The standard treatment for whiter teeth is the use of hydrogen peroxide at concentrations of up to 6%.

In the UK this can only be done by a dental professional – either a dentist or dental hygienist or therapist under the supervision of a dentist.

It is illegal for anyone other than a dental professional to whiten their teeth using this concentration of hydrogen peroxide, and it must be registered with the General Dental Council (GDC). Beauticians cannot perform the procedure.

Professional whitening generally involves:

  • Take an impression of your mouth to make a mouth tray that is exactly right for you.
  • A whitening gel containing hydrogen peroxide or carbamide peroxide (which also contains hydrogen peroxide) will be placed inside the trays and put in your mouth.
  • The oxygen in the active ingredient then enters your tooth enamel and lightens its color, eventually to several shades.
  • You will need repeated treatments. Some of these can very well be done at home, but the treatment must be prescribed by a dentist.

Even performed by a professional, bleaching can sometimes cause side effects such as transient tenderness, gum discomfort, white spots on the gum, or a sore throat for a few days. Proper adjustment of the mouthpiece and following directions should help to minimize these problems, however.
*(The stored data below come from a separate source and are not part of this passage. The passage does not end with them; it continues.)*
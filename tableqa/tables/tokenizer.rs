use std::collections::HashSet;

use once_cell::sync::Lazy;
use regex::Regex;

// Constant pattern; `word_pattern_compiles` forces it.
static WORD_RE: Lazy<Regex> =
    Lazy::new(|| Regex::new(r"[a-z0-9]+").expect("word pattern is a valid regex"));

static STOP_WORDS: Lazy<HashSet<&'static str>> = Lazy::new(|| {
    [
        "a", "about", "above", "after", "again", "all", "also", "am", "an", "and", "any", "are",
        "as", "at", "be", "because", "been", "before", "being", "below", "between", "both", "but",
        "by", "can", "could", "did", "do", "does", "doing", "down", "during", "each", "few", "for",
        "from", "further", "had", "has", "have", "having", "he", "her", "here", "hers", "him",
        "his", "how", "i", "if", "in", "into", "is", "it", "its", "itself", "just", "many", "me",
        "more", "most", "much", "my", "no", "nor", "not", "of", "off", "on", "once", "only", "or",
        "other", "our", "ours", "out", "over", "own", "same", "she", "should", "so", "some",
        "such", "than", "that", "the", "their", "theirs", "them", "then", "there", "these",
        "they", "this", "those", "through", "to", "too", "under", "until", "up", "very", "was",
        "we", "were", "what", "when", "where", "which", "while", "who", "whom", "whose", "why",
        "will", "with", "would", "you", "your", "yours",
    ]
    .into_iter()
    .collect()
});

/// Keyword tokenization capability consumed by the index, ranker and scorers.
pub trait Tokenizer: Send + Sync {
    /// Lower-cased keywords with stop words removed, in order, duplicates kept.
    fn keyword_tokenize(&self, text: &str) -> Vec<String>;

    /// Same as [`Tokenizer::keyword_tokenize`] with every token stemmed.
    fn stemmed_keyword_tokenize(&self, text: &str) -> Vec<String>;
}

/// Default English tokenizer: regex word split, stop-word filter, suffix stemmer.
#[derive(Debug, Clone, Copy, Default)]
pub struct KeywordTokenizer;

impl Tokenizer for KeywordTokenizer {
    fn keyword_tokenize(&self, text: &str) -> Vec<String> {
        let lower = text.to_lowercase();
        WORD_RE
            .find_iter(&lower)
            .map(|m| m.as_str())
            .filter(|word| !STOP_WORDS.contains(word))
            .map(str::to_string)
            .collect()
    }

    fn stemmed_keyword_tokenize(&self, text: &str) -> Vec<String> {
        self.keyword_tokenize(text)
            .into_iter()
            .map(|word| stem(&word))
            .collect()
    }
}

/// Reports whether `word` is on the stop list.
#[must_use]
pub fn is_stop_word(word: &str) -> bool {
    STOP_WORDS.contains(word)
}

/// Light suffix-stripping stemmer.
///
/// Plurals are reduced first, then at most one of `-ing`, `-ed`, `-ly`,
/// always leaving a stem of at least three characters. Numerals pass through.
#[must_use]
pub fn stem(word: &str) -> String {
    if word.len() <= 3 || word.bytes().all(|b| b.is_ascii_digit()) {
        return word.to_string();
    }
    let mut stemmed = if let Some(base) = word.strip_suffix("sses") {
        format!("{base}ss")
    } else if let Some(base) = word.strip_suffix("ies") {
        format!("{base}y")
    } else if word.ends_with("ss") || word.ends_with("us") || word.ends_with("is") {
        word.to_string()
    } else if let Some(base) = word.strip_suffix('s') {
        base.to_string()
    } else {
        word.to_string()
    };
    for suffix in ["ing", "ed", "ly"] {
        if let Some(base) = stemmed.strip_suffix(suffix) {
            if base.len() >= 3 {
                stemmed = base.to_string();
                break;
            }
        }
    }
    stemmed
}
Home Teeth Whitening Kits: How They Are Different

Over-the-counter home whitening kits are widely available in the UK, but cannot contain more than 0.1% hydrogen peroxide under EU regulations. This is due to the risk of damaging or burning your gums or mouth if the kits are misused.

The Oral Health Foundation (OHF) says the concentration of hydrogen peroxide allowed in home kits is too low to have a noticeable effect on the underlying color of your teeth, regardless of the manufacturer’s promises.

It is possible that the kit contains other stain removal ingredients that could help teeth appear whiter, but you could probably achieve this just as well with stain remover or whitening toothpaste.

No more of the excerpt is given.